PROBLEM DETAILS> Could you copy out all of the entries exactly?

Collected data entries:
================================

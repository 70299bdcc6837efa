//! Per-target bundles and release archives.
//!
//! A bundle is `<work>/<target>/bundle/<project>-<target>/` holding the
//! primary binary, whatever optional outputs were produced, and a generated
//! README. It is then archived as `<project>-<target>.tar.gz` with
//! deterministic headers.
//!
//! Only the primary binary is required. Everything else is best-effort and
//! reported as a warning when absent.

pub mod readme;

use std::path::{Path, PathBuf};
use std::sync::Arc;

use anyhow::{Context, Result};

use crate::builder::cmake::BuildSystem;
use crate::builder::events::StepReporter;
use crate::builder::executor::BuildOutputs;
use crate::core::error::PipelineError;
use crate::core::profile::{TargetId, TargetProfile};
use crate::util::archive::pack_dir;
use crate::util::fs::{copy_file, ensure_dir, glob_files, remove_dir_all_if_exists, write_bytes};

use readme::ReadmeContents;

/// A packaged target. Only constructed when the primary binary was copied.
#[derive(Debug, Clone)]
pub struct PackageBundle {
    target: TargetId,
    dir: PathBuf,
    primary: PathBuf,
    secondary: Option<PathBuf>,
    resources: Vec<PathBuf>,
    native_package: Option<PathBuf>,
    readme: PathBuf,
    archive: PathBuf,
    warnings: Vec<String>,
}

impl PackageBundle {
    pub fn target(&self) -> &TargetId {
        &self.target
    }

    pub fn dir(&self) -> &Path {
        &self.dir
    }

    /// The primary binary inside the bundle.
    pub fn primary(&self) -> &Path {
        &self.primary
    }

    pub fn secondary(&self) -> Option<&Path> {
        self.secondary.as_deref()
    }

    pub fn resources(&self) -> &[PathBuf] {
        &self.resources
    }

    pub fn native_package(&self) -> Option<&Path> {
        self.native_package.as_deref()
    }

    pub fn readme(&self) -> &Path {
        &self.readme
    }

    /// The `.tar.gz` built from the bundle directory.
    pub fn archive(&self) -> &Path {
        &self.archive
    }

    pub fn archive_name(&self) -> String {
        file_name(&self.archive)
    }

    pub fn warnings(&self) -> &[String] {
        &self.warnings
    }
}

/// Project-level packaging settings.
#[derive(Debug, Clone)]
pub struct PackagerSettings {
    pub project: String,
    pub source_dir: PathBuf,
    pub work_dir: PathBuf,
    /// Glob patterns relative to `source_dir`.
    pub resources: Vec<String>,
    pub native_package: bool,
}

/// Collects build outputs into a bundle.
pub struct ArtifactPackager {
    build_system: Arc<dyn BuildSystem>,
    settings: PackagerSettings,
}

impl ArtifactPackager {
    pub fn new(build_system: Arc<dyn BuildSystem>, settings: PackagerSettings) -> Self {
        ArtifactPackager {
            build_system,
            settings,
        }
    }

    /// `<project>-<target>`.
    pub fn bundle_name(&self, target: &TargetId) -> String {
        format!("{}-{}", self.settings.project, target)
    }

    pub fn package(
        &self,
        profile: &TargetProfile,
        outputs: &BuildOutputs,
        reporter: &StepReporter,
    ) -> Result<PackageBundle, PipelineError> {
        let failed = |e: anyhow::Error| PipelineError::PackagingFailed {
            target: profile.id.clone(),
            message: format!("{:#}", e),
        };

        if !outputs.primary.is_file() {
            tracing::error!(
                "build reported success but {} does not exist",
                outputs.primary.display()
            );
            return Err(PipelineError::PackagingFailed {
                target: profile.id.clone(),
                message: format!("primary binary {} is missing", outputs.primary.display()),
            });
        }

        let name = self.bundle_name(&profile.id);
        let bundle_root = self.settings.work_dir.join(profile.id.as_str()).join("bundle");
        let dir = bundle_root.join(&name);
        remove_dir_all_if_exists(&dir).map_err(failed)?;
        ensure_dir(&dir).map_err(failed)?;

        let primary = dir.join(file_name(&outputs.primary));
        copy_file(&outputs.primary, &primary).map_err(failed)?;

        let mut warnings = Vec::new();
        let mut warn = |message: String| {
            reporter.warning(&message);
            warnings.push(message);
        };

        let secondary = match &outputs.secondary.value {
            Some(path) if path.is_file() => {
                let dest = dir.join(file_name(path));
                match copy_file(path, &dest) {
                    Ok(_) => Some(dest),
                    Err(e) => {
                        warn(format!("failed to copy secondary binary: {:#}", e));
                        None
                    }
                }
            }
            _ => None,
        };

        let resources = self.copy_resources(&dir, &mut warn);

        let native_package = if self.settings.native_package {
            self.copy_native_package(&outputs.build_dir, &dir, &mut warn)
        } else {
            None
        };

        let contents = ReadmeContents {
            primary: file_name(&primary),
            secondary: secondary.as_deref().map(file_name),
            resources: resources
                .iter()
                .filter_map(|p| p.strip_prefix(&dir).ok())
                .map(|p| p.display().to_string())
                .collect(),
            native_package: native_package.as_deref().map(file_name),
        };
        let readme = dir.join("README.md");
        write_bytes(
            &readme,
            readme::generate(&self.settings.project, profile, &contents).as_bytes(),
        )
        .map_err(failed)?;

        let archive = bundle_root.join(format!("{}.tar.gz", name));
        let bytes = pack_dir(&dir, Some(Path::new(&name))).map_err(failed)?;
        write_bytes(&archive, &bytes).map_err(failed)?;

        tracing::info!("Packaged {} ({} bytes)", archive.display(), bytes.len());

        Ok(PackageBundle {
            target: profile.id.clone(),
            dir,
            primary,
            secondary,
            resources,
            native_package,
            readme,
            archive,
            warnings,
        })
    }

    /// Copy every file matched by each resource pattern, keeping its path
    /// relative to the source tree. One warning per pattern that matched nothing.
    fn copy_resources(&self, dir: &Path, warn: &mut impl FnMut(String)) -> Vec<PathBuf> {
        let source = &self.settings.source_dir;
        let mut copied = Vec::new();

        for pattern in &self.settings.resources {
            let matches = match glob_files(source, pattern) {
                Ok(matches) => matches,
                Err(e) => {
                    warn(format!("resource pattern `{}` is invalid: {:#}", pattern, e));
                    continue;
                }
            };
            if matches.is_empty() {
                warn(format!("resource pattern `{}` matched nothing", pattern));
                continue;
            }

            for path in matches {
                let dest = match path.strip_prefix(source) {
                    Ok(rel) => dir.join(rel),
                    Err(_) => dir.join(file_name(&path)),
                };
                if copied.contains(&dest) {
                    continue;
                }
                match copy_file(&path, &dest) {
                    Ok(_) => copied.push(dest),
                    Err(e) => warn(format!("failed to copy resource: {:#}", e)),
                }
            }
        }

        copied.sort();
        copied
    }

    fn copy_native_package(
        &self,
        build_dir: &Path,
        dir: &Path,
        warn: &mut impl FnMut(String),
    ) -> Option<PathBuf> {
        let copy = |path: &Path| -> Result<PathBuf> {
            let dest = dir.join(file_name(path));
            copy_file(path, &dest)
                .with_context(|| format!("failed to copy {}", path.display()))?;
            Ok(dest)
        };

        match self.build_system.package(build_dir) {
            Ok(Some(path)) => match copy(&path) {
                Ok(dest) => Some(dest),
                Err(e) => {
                    warn(format!("native package: {:#}", e));
                    None
                }
            },
            Ok(None) => {
                warn("native packaging produced no package file".to_string());
                None
            }
            Err(e) => {
                warn(format!("native packaging failed: {:#}", e));
                None
            }
        }
    }
}

fn file_name(path: &Path) -> String {
    path.file_name()
        .map(|n| n.to_string_lossy().into_owned())
        .unwrap_or_default()
}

================================

ANSWER FOR THE TASK>
repository 70299bdcc6837efa
//! Per-target bundles and release archives.
//!
//! A bundle is `<work>/<target>/bundle/<project>-<target>/` holding the
//! primary binary, whatever optional outputs were produced, and a generated
//! README. It is then archived as `<project>-<target>.tar.gz` with
//! deterministic headers.
//!
//! Only the primary binary is required. Everything else is best-effort and
//! reported as a warning when absent.

pub mod readme;

use std::path::{Path, PathBuf};
use std::sync::Arc;

use anyhow::{Context, Result};

use crate::builder::cmake::BuildSystem;
use crate::builder::events::StepReporter;
use crate::builder::executor::BuildOutputs;
use crate::core::error::PipelineError;
use crate::core::profile::{TargetId, TargetProfile};
use crate::util::archive::pack_dir;
use crate::util::fs::{copy_file, ensure_dir, glob_files, remove_dir_all_if_exists, write_bytes};

use readme::ReadmeContents;

/// A packaged target. Only constructed when the primary binary was copied.
#[derive(Debug, Clone)]
pub struct PackageBundle {
    target: TargetId,
    dir: PathBuf,
    primary: PathBuf,
    secondary: Option<PathBuf>,
    resources: Vec<PathBuf>,
    native_package: Option<PathBuf>,
    readme: PathBuf,
    archive: PathBuf,
    warnings: Vec<String>,
}

impl PackageBundle {
    pub fn target(&self) -> &TargetId {
        &self.target
    }

    pub fn dir(&self) -> &Path {
        &self.dir
    }

    /// The primary binary inside the bundle.
    pub fn primary(&self) -> &Path {
        &self.primary
    }

    pub fn secondary(&self) -> Option<&Path> {
        self.secondary.as_deref()
    }

    pub fn resources(&self) -> &[PathBuf] {
        &self.resources
    }

    pub fn native_package(&self) -> Option<&Path> {
        self.native_package.as_deref()
    }

    pub fn readme(&self) -> &Path {
        &self.readme
    }

    /// The `.tar.gz` built from the bundle directory.
    pub fn archive(&self) -> &Path {
        &self.archive
    }

    pub fn archive_name(&self) -> String {
        file_name(&self.archive)
    }

    pub fn warnings(&self) -> &[String] {
        &self.warnings
    }
}

/// Project-level packaging settings.
#[derive(Debug, Clone)]
pub struct PackagerSettings {
    pub project: String,
    pub source_dir: PathBuf,
    pub work_dir: PathBuf,
    /// Glob patterns relative to `source_dir`.
    pub resources: Vec<String>,
    pub native_package: bool,
}

/// Collects build outputs into a bundle.
pub struct ArtifactPackager {
    build_system: Arc<dyn BuildSystem>,
    settings: PackagerSettings,
}

impl ArtifactPackager {
    pub fn new(build_system: Arc<dyn BuildSystem>, settings: PackagerSettings) -> Self {
        ArtifactPackager {
            build_system,
            settings,
        }
    }

    /// `<project>-<target>`.
    pub fn bundle_name(&self, target: &TargetId) -> String {
        format!("{}-{}", self.settings.project, target)
    }

    pub fn package(
        &self,
        profile: &TargetProfile,
        outputs: &BuildOutputs,
        reporter: &StepReporter,
    ) -> Result<PackageBundle, PipelineError> {
        let failed = |e: anyhow::Error| PipelineError::PackagingFailed {
            target: profile.id.clone(),
            message: format!("{:#}", e),
        };

        if !outputs.primary.is_file() {
            tracing::error!(
                "build reported success but {} does not exist",
                outputs.primary.display()
            );
            return Err(PipelineError::PackagingFailed {
                target: profile.id.clone(),
                message: format!("primary binary {} is missing", outputs.primary.display()),
            });
        }

        let name = self.bundle_name(&profile.id);
        let bundle_root = self.settings.work_dir.join(profile.id.as_str()).join("bundle");
        let dir = bundle_root.join(&name);
        remove_dir_all_if_exists(&dir).map_err(failed)?;
        ensure_dir(&dir).map_err(failed)?;

        let primary = dir.join(file_name(&outputs.primary));
        copy_file(&outputs.primary, &primary).map_err(failed)?;

        let mut warnings = Vec::new();
        let mut warn = |message: String| {
            reporter.warning(&message);
            warnings.push(message);
        };

        let secondary = match &outputs.secondary.value {
            Some(path) if path.is_file() => {
                let dest = dir.join(file_name(path));
                match copy_file(path, &dest) {
                    Ok(_) => Some(dest),
                    Err(e) => {
                        warn(format!("failed to copy secondary binary: {:#}", e));
                        None
                    }
                }
            }
            _ => None,
        };

        let resources = self.copy_resources(&dir, &mut warn);

        let native_package = if self.settings.native_package {
            self.copy_native_package(&outputs.build_dir, &dir, &mut warn)
        } else {
            None
        };

        let contents = ReadmeContents {
            primary: file_name(&primary),
            secondary: secondary.as_deref().map(file_name),
            resources: resources
                .iter()
                .filter_map(|p| p.strip_prefix(&dir).ok())
                .map(|p| p.display().to_string())
                .collect(),
            native_package: native_package.as_deref().map(file_name),
        };
        let readme = dir.join("README.md");
        write_bytes(
            &readme,
            readme::generate(&self.settings.project, profile, &contents).as_bytes(),
        )
        .map_err(failed)?;

        let archive = bundle_root.join(format!("{}.tar.gz", name));
        let bytes = pack_dir(&dir, Some(Path::new(&name))).map_err(failed)?;
        write_bytes(&archive, &bytes).map_err(failed)?;

        tracing::info!("Packaged {} ({} bytes)", archive.display(), bytes.len());

        Ok(PackageBundle {
            target: profile.id.clone(),
            dir,
            primary,
            secondary,
            resources,
            native_package,
            readme,
            archive,
            warnings,
        })
    }

    /// Copy every file matched by each resource pattern, keeping its path
    /// relative to the source tree. One warning per pattern that matched nothing.
    fn copy_resources(&self, dir: &Path, warn: &mut impl FnMut(String)) -> Vec<PathBuf> {
        let source = &self.settings.source_dir;
        let mut copied = Vec::new();

        for pattern in &self.settings.resources {
            let matches = match glob_files(source, pattern) {
                Ok(matches) => matches,
                Err(e) => {
                    warn(format!("resource pattern `{}` is invalid: {:#}", pattern, e));
                    continue;
                }
            };
            if matches.is_empty() {
                warn(format!("resource pattern `{}` matched nothing", pattern));
                continue;
            }

            for path in matches {
                let dest = match path.strip_prefix(source) {
                    Ok(rel) => dir.join(rel),
                    Err(_) => dir.join(file_name(&path)),
                };
                if copied.contains(&dest) {
                    continue;
                }
                match copy_file(&path, &dest) {
                    Ok(_) => copied.push(dest),
                    Err(e) => warn(format!("failed to copy resource: {:#}", e)),
                }
            }
        }

        copied.sort();
        copied
    }

    fn copy_native_package(
        &self,
        build_dir: &Path,
        dir: &Path,
        warn: &mut impl FnMut(String),
    ) -> Option<PathBuf> {
        let copy = |path: &Path| -> Result<PathBuf> {
            let dest = dir.join(file_name(path));
            copy_file(path, &dest)
                .with_context(|| format!("failed to copy {}", path.display()))?;
            Ok(dest)
        };

        match self.build_system.package(build_dir) {
            Ok(Some(path)) => match copy(&path) {
                Ok(dest) => Some(dest),
                Err(e) => {
                    warn(format!("native package: {:#}", e));
                    None
                }
            },
            Ok(None) => {
                warn("native packaging produced no package file".to_string());
                None
            }
            Err(e) => {
                warn(format!("native packaging failed: {:#}", e));
                None
            }
        }
    }
}

fn file_name(path: &Path) -> String {
    path.file_name()
        .map(|n| n.to_string_lossy().into_owned())
        .unwrap_or_default()
}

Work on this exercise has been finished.